» **PROBLEM**
I need the lines below from the one with "std::fs::create_dir_all(parent)?;" down to the one with "a crash mid-append." reproduced exactly, both ends included, and nothing else.

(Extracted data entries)
· · · · · · ·
// SPDX-License-Identifier: BUSL-1.1
// Copyright (c) 2026 Alfred Jean LLC

//! Append-only write-ahead log of events.
//!
//! Entries are JSON lines `{"seq": N, "event": {...}}`. The log is the
//! durability boundary: a status transition is externally visible only
//! after its entry has been flushed here.

use icarus_core::Event;
use serde::{Deserialize, Serialize};
use std::fs::{File, OpenOptions};
use std::io::{BufRead, BufReader, BufWriter, Write};
use std::path::{Path, PathBuf};
use thiserror::Error;

/// Errors that can occur in WAL operations.
#[derive(Debug, Error)]
pub enum WalError {
    #[error("IO error: {0}")]
    Io(#[from] std::io::Error),
    #[error("serialization error: {0}")]
    Json(#[from] serde_json::Error),
    #[error("corrupt WAL entry at line {line}: {reason}")]
    Corrupt { line: usize, reason: String },
}

/// One logged event with its sequence number.
#[derive(Debug, Clone, Serialize, Deserialize)]
pub struct WalEntry {
    pub seq: u64,
    pub event: Event,
}

/// Append-only event log.
///
/// `write_seq` is the last appended sequence; `processed_seq` is the last
/// sequence the engine has applied (the snapshot cut point).
pub struct Wal {
    path: PathBuf,
    writer: BufWriter<File>,
    write_seq: u64,
    processed_seq: u64,
}

impl Wal {
    /// Open (or create) the log at `path`, resuming after `processed_seq`.
    ///
    /// Scans existing entries to recover the write sequence. A torn final
    /// line (crash mid-append) is truncated away so later appends start
    /// on a clean boundary; corruption in the middle of the log is an
    /// error.
    pub fn open(path: &Path, processed_seq: u64) -> Result<Self, WalError> {
        if let Some(parent) = path.parent() {
            std::fs::create_dir_all(parent)?;
        }

        let mut write_seq = 0;
        if path.exists() {
            let raw = std::fs::read_to_string(path)?;
            let mut good_len = 0usize;
            let mut offset = 0usize;
            let mut lines = raw.split_inclusive('\n').enumerate().peekable();
            while let Some((idx, line)) = lines.next() {
                offset += line.len();
                let trimmed = line.trim();
                if trimmed.is_empty() {
                    good_len = offset;
                    continue;
                }
                match serde_json::from_str::<WalEntry>(trimmed) {
                    Ok(entry) => {
                        write_seq = entry.seq;
                        good_len = offset;
                    }
                    Err(e) if lines.peek().is_none() => {
                        // Torn final write from a crash mid-append.
                        tracing::warn!(line = idx + 1, error = %e, "truncating torn WAL tail");
                        let file = OpenOptions::new().write(true).open(path)?;
                        file.set_len(good_len as u64)?;
                    }
                    Err(e) => {
                        return Err(WalError::Corrupt { line: idx + 1, reason: e.to_string() })
                    }
                }
            }
        }

        // A snapshot can be ahead of a truncated log; never hand out
        // sequence numbers below what the snapshot already covers.
        let write_seq = write_seq.max(processed_seq);

        let file = OpenOptions::new().append(true).create(true).open(path)?;
        Ok(Self {
            path: path.to_path_buf(),
            writer: BufWriter::new(file),
            write_seq,
            processed_seq,
        })
    }

    /// Append an event, returning its sequence number. Call [`Wal::flush`]
    /// before treating the entry as durable.
    pub fn append(&mut self, event: &Event) -> Result<u64, WalError> {
        self.write_seq += 1;
        let entry = WalEntry { seq: self.write_seq, event: event.clone() };
        serde_json::to_writer(&mut self.writer, &entry)?;
        self.writer.write_all(b"\n")?;
        Ok(self.write_seq)
    }

    /// Flush buffered entries to the OS and fsync the file.
    pub fn flush(&mut self) -> Result<(), WalError> {
        self.writer.flush()?;
        self.writer.get_ref().sync_data()?;
        Ok(())
    }

    /// Mark entries up to `seq` as applied to the materialized state.
    pub fn mark_processed(&mut self, seq: u64) {
        if seq > self.processed_seq {
            self.processed_seq = seq;
        }
    }

    /// Read all entries with `seq > after` from disk.
    pub fn entries_after(&self, after: u64) -> Result<Vec<WalEntry>, WalError> {
        let mut entries = Vec::new();
        if !self.path.exists() {
            return Ok(entries);
        }
        let reader = BufReader::new(File::open(&self.path)?);
        for (idx, line) in reader.lines().enumerate() {
            let line = line?;
            if line.trim().is_empty() {
                continue;
            }
            match serde_json::from_str::<WalEntry>(&line) {
                Ok(entry) if entry.seq > after => entries.push(entry),
                Ok(_) => {}
                Err(e) => {
                    // Entries past the last good one were never applied.
                    tracing::warn!(line = idx + 1, error = %e, "stopping replay at corrupt entry");
                    break;
                }
            }
        }
        Ok(entries)
    }

    pub fn write_seq(&self) -> u64 {
        self.write_seq
    }

    pub fn processed_seq(&self) -> u64 {
        self.processed_seq
    }
}

#[cfg(test)]
#[path = "wal_tests.rs"]
mod tests;
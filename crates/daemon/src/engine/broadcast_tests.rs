// SPDX-License-Identifier: BUSL-1.1
// Copyright (c) 2026 Alfred Jean LLC

use super::*;

#[tokio::test]
async fn subscribers_see_transitions_in_order() {
    let hub = BroadcastHub::new();
    let mut rx = hub.subscribe("job-a");

    hub.publish_status("job-a", JobStatus::Building);
    hub.publish_status("job-a", JobStatus::Checking);

    assert_eq!(rx.recv().await, Some(StreamMessage::StatusUpdate { status: JobStatus::Building }));
    assert_eq!(rx.recv().await, Some(StreamMessage::StatusUpdate { status: JobStatus::Checking }));
}

#[tokio::test]
async fn independent_buffers_per_subscriber() {
    let hub = BroadcastHub::new();
    let mut a = hub.subscribe("job-a");
    let mut b = hub.subscribe("job-a");

    hub.publish_status("job-a", JobStatus::Building);

    assert!(matches!(a.recv().await, Some(StreamMessage::StatusUpdate { .. })));
    assert!(matches!(b.recv().await, Some(StreamMessage::StatusUpdate { .. })));
}

#[tokio::test]
async fn laggard_is_disconnected_not_blocked() {
    let hub = BroadcastHub::new();
    let mut slow = hub.subscribe("job-a");

    for _ in 0..SUBSCRIBER_BUFFER {
        hub.publish_log("job-a", "line".into());
    }
    assert_eq!(hub.subscriber_count("job-a"), 1);

    // One more overflows the buffer and drops the subscriber
    hub.publish_log("job-a", "overflow".into());
    assert_eq!(hub.subscriber_count("job-a"), 0);

    // The slow reader still drains what was buffered, then the stream ends
    for _ in 0..SUBSCRIBER_BUFFER {
        assert!(slow.recv().await.is_some());
    }
    assert_eq!(slow.recv().await, None);
}

#[tokio::test]
async fn late_subscriber_gets_terminal_then_close() {
    let hub = BroadcastHub::new();
    hub.publish_status("job-a", JobStatus::Completed);

    let mut rx = hub.subscribe("job-a");
    assert_eq!(rx.recv().await, Some(StreamMessage::StatusUpdate { status: JobStatus::Completed }));
    assert_eq!(rx.recv().await, None);
}

#[tokio::test]
async fn no_logs_after_terminal() {
    let hub = BroadcastHub::new();
    let mut rx = hub.subscribe("job-a");

    hub.publish_status("job-a", JobStatus::Failed);
    hub.publish_log("job-a", "straggler".into());
    hub.close_after_grace("job-a");

    assert_eq!(rx.recv().await, Some(StreamMessage::StatusUpdate { status: JobStatus::Failed }));
    // The grace close drops the sender; the terminal status was the last message
    assert_eq!(rx.recv().await, None);
}

#[tokio::test]
async fn logs_reach_subscribers() {
    let hub = BroadcastHub::new();
    let mut rx = hub.subscribe("job-a");

    hub.publish_log("job-a", "cargo build".into());
    assert_eq!(rx.recv().await, Some(StreamMessage::Log { message: "cargo build".into() }));
}

#[test]
fn stream_messages_serialize_with_type_tags() {
    let msg = StreamMessage::StatusUpdate { status: JobStatus::AwaitingApproval };
    let json = serde_json::to_value(&msg).unwrap();
    assert_eq!(json["type"], "status_update");
    assert_eq!(json["status"], "awaiting_approval");

    let msg = StreamMessage::Log { message: "hi".into() };
    let json = serde_json::to_value(&msg).unwrap();
    assert_eq!(json["type"], "log");
    assert_eq!(json["message"], "hi");
}
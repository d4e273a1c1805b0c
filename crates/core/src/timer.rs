// SPDX-License-Identifier: BUSL-1.1
// Copyright (c) 2026 Alfred Jean LLC

//! Timer identifiers for engine-enforced deadlines.
//!
//! Timer IDs are string-encoded so they survive the WAL round trip; the
//! engine routes fired timers by parsing them back into a [`TimerKind`].

use crate::job::JobId;
use crate::sandbox::Phase;
use serde::{Deserialize, Serialize};

/// Unique identifier for a scheduled timer.
#[derive(Debug, Clone, PartialEq, Eq, Hash, Serialize, Deserialize)]
#[serde(transparent)]
pub struct TimerId(String);

impl TimerId {
    pub fn new(id: impl Into<String>) -> Self {
        Self(id.into())
    }

    /// Deadline for one phase of a job (`phase:{job_id}:{build|check}`).
    pub fn phase_deadline(job_id: &JobId, phase: Phase) -> Self {
        Self(format!("phase:{}:{}", job_id, phase.as_str()))
    }

    /// Outer wall-clock cap for a job (`job:{job_id}`).
    pub fn job_deadline(job_id: &JobId) -> Self {
        Self(format!("job:{}", job_id))
    }

    pub fn as_str(&self) -> &str {
        &self.0
    }

    /// Parse this timer ID into a typed [`TimerKind`].
    pub fn kind(&self) -> Option<TimerKind> {
        TimerKind::parse(&self.0)
    }
}

impl std::fmt::Display for TimerId {
    fn fmt(&self, f: &mut std::fmt::Formatter<'_>) -> std::fmt::Result {
        f.write_str(&self.0)
    }
}

/// Parsed representation of a timer ID for type-safe routing.
#[derive(Debug, Clone, PartialEq, Eq)]
pub enum TimerKind {
    PhaseDeadline { job_id: JobId, phase: Phase },
    JobDeadline { job_id: JobId },
}

impl TimerKind {
    /// Parse a timer ID string. Returns `None` for unrecognized formats.
    pub fn parse(id: &str) -> Option<TimerKind> {
        if let Some(rest) = id.strip_prefix("phase:") {
            let (job, phase) = rest.rsplit_once(':')?;
            return Some(TimerKind::PhaseDeadline {
                job_id: JobId::from_string(job),
                phase: Phase::parse(phase)?,
            });
        }
        if let Some(rest) = id.strip_prefix("job:") {
            return Some(TimerKind::JobDeadline { job_id: JobId::from_string(rest) });
        }
        None
    }
}

#[cfg(test)]
#[path = "timer_tests.rs"]
mod tests;
// Copyright 2025 the Understory Authors
// SPDX-License-Identifier: Apache-2.0 OR MIT

use criterion::{BatchSize, Criterion, Throughput, black_box, criterion_group, criterion_main};
use kurbo::{Point, Rect};
use understory_route::ObstacleMap;

#[derive(Clone)]
struct Rng(u64);

impl Rng {
    fn new(seed: u64) -> Self {
        Self(seed)
    }
    fn next_u64(&mut self) -> u64 {
        let mut x = self.0;
        x ^= x << 13;
        x ^= x >> 7;
        x ^= x << 17;
        self.0 = x;
        x
    }
    fn next_f64(&mut self) -> f64 {
        let v = self.next_u64() >> 11;
        (v as f64) / ((1u64 << 53) as f64)
    }
}

fn gen_random_rects(count: usize, extent: f64, size: f64) -> Vec<Rect> {
    let mut rng = Rng::new(0xCAFE_F00D_DEAD_BEEF);
    (0..count)
        .map(|_| {
            let x0 = rng.next_f64() * (extent - size);
            let y0 = rng.next_f64() * (extent - size);
            Rect::new(x0, y0, x0 + size, y0 + size)
        })
        .collect()
}

fn gen_probe_points(count: usize, extent: f64) -> Vec<Point> {
    let mut rng = Rng::new(0xBADC_F00D_1234_5678);
    (0..count)
        .map(|_| Point::new(rng.next_f64() * extent, rng.next_f64() * extent))
        .collect()
}

fn bench_build(c: &mut Criterion) {
    let mut group = c.benchmark_group("obstacle_build");
    for &n in &[100usize, 1_000, 10_000] {
        let rects = gen_random_rects(n, 5_000.0, 60.0);
        group.throughput(Throughput::Elements(n as u64));
        for &cell in &[50.0, 100.0, 400.0] {
            group.bench_function(format!("n{n}_cell{cell}"), |b| {
                b.iter_batched(
                    || rects.clone(),
                    |rects| black_box(ObstacleMap::build(&rects, cell).unwrap()),
                    BatchSize::SmallInput,
                )
            });
        }
    }
    group.finish();
}

fn bench_point_queries(c: &mut Criterion) {
    let mut group = c.benchmark_group("obstacle_point");
    let probes = gen_probe_points(4_096, 5_000.0);
    for &n in &[100usize, 1_000, 10_000] {
        let map = ObstacleMap::build(&gen_random_rects(n, 5_000.0, 60.0), 100.0).unwrap();
        group.throughput(Throughput::Elements(probes.len() as u64));
        group.bench_function(format!("is_blocked_n{n}"), |b| {
            b.iter(|| {
                let hits = probes.iter().filter(|p| map.is_blocked(**p)).count();
                black_box(hits);
            })
        });
    }
    group.finish();
}

fn bench_segment_queries(c: &mut Criterion) {
    let mut group = c.benchmark_group("obstacle_segment");
    let map = ObstacleMap::build(&gen_random_rects(1_000, 5_000.0, 60.0), 100.0).unwrap();
    let probes = gen_probe_points(1_024, 5_000.0);
    for &len in &[10.0, 100.0, 1_000.0] {
        group.bench_function(format!("exact_len{len}"), |b| {
            b.iter(|| {
                let hits = probes
                    .iter()
                    .filter(|p| map.is_segment_blocked(**p, Point::new(p.x + len, p.y)))
                    .count();
                black_box(hits);
            })
        });
        group.bench_function(format!("sampled_len{len}"), |b| {
            b.iter(|| {
                let clear = probes
                    .iter()
                    .filter(|p| map.is_segment_clear(**p, Point::new(p.x + len, p.y), 10.0))
                    .count();
                black_box(clear);
            })
        });
    }
    group.finish();
}

criterion_group!(
    benches,
    bench_build,
    bench_point_queries,
    bench_segment_queries
);
criterion_main!(benches);
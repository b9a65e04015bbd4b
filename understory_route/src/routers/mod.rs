// Copyright 2025 the Understory Authors
// SPDX-License-Identifier: Apache-2.0 OR MIT

//! Built-in routers.
//!
//! - [`Orthogonal`]: inserts the fewest right-angle joints between consecutive
//!   knots. Ignores obstacles and always succeeds.
//! - [`Manhattan`]: A* over a lattice with horizontal and vertical moves,
//!   avoiding obstacles.
//! - [`Metro`]: the same search with 45 degree diagonal moves added.
//! - [`RightAngle`]: picks a side at each end and joins them with a fixed
//!   right-angle pattern that clears both padded boxes. Ignores obstacles.

mod grid;
mod orthogonal;
mod right_angle;

pub use grid::{Manhattan, Metro};
pub use orthogonal::{DEFAULT_PADDING, Orthogonal};
pub use right_angle::RightAngle;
· · · · · · ·
» **TASK ANSWER**
            std::fs::create_dir_all(parent)?;
        }

        let mut write_seq = 0;
        if path.exists() {
            let raw = std::fs::read_to_string(path)?;
            let mut good_len = 0usize;
            let mut offset = 0usize;
            let mut lines = raw.split_inclusive('\n').enumerate().peekable();
            while let Some((idx, line)) = lines.next() {
                offset += line.len();
                let trimmed = line.trim();
                if trimmed.is_empty() {
                    good_len = offset;
                    continue;
                }
                match serde_json::from_str::<WalEntry>(trimmed) {
                    Ok(entry) => {
                        write_seq = entry.seq;
                        good_len = offset;
                    }
                    Err(e) if lines.peek().is_none() => {
                        // Torn final write from a crash mid-append.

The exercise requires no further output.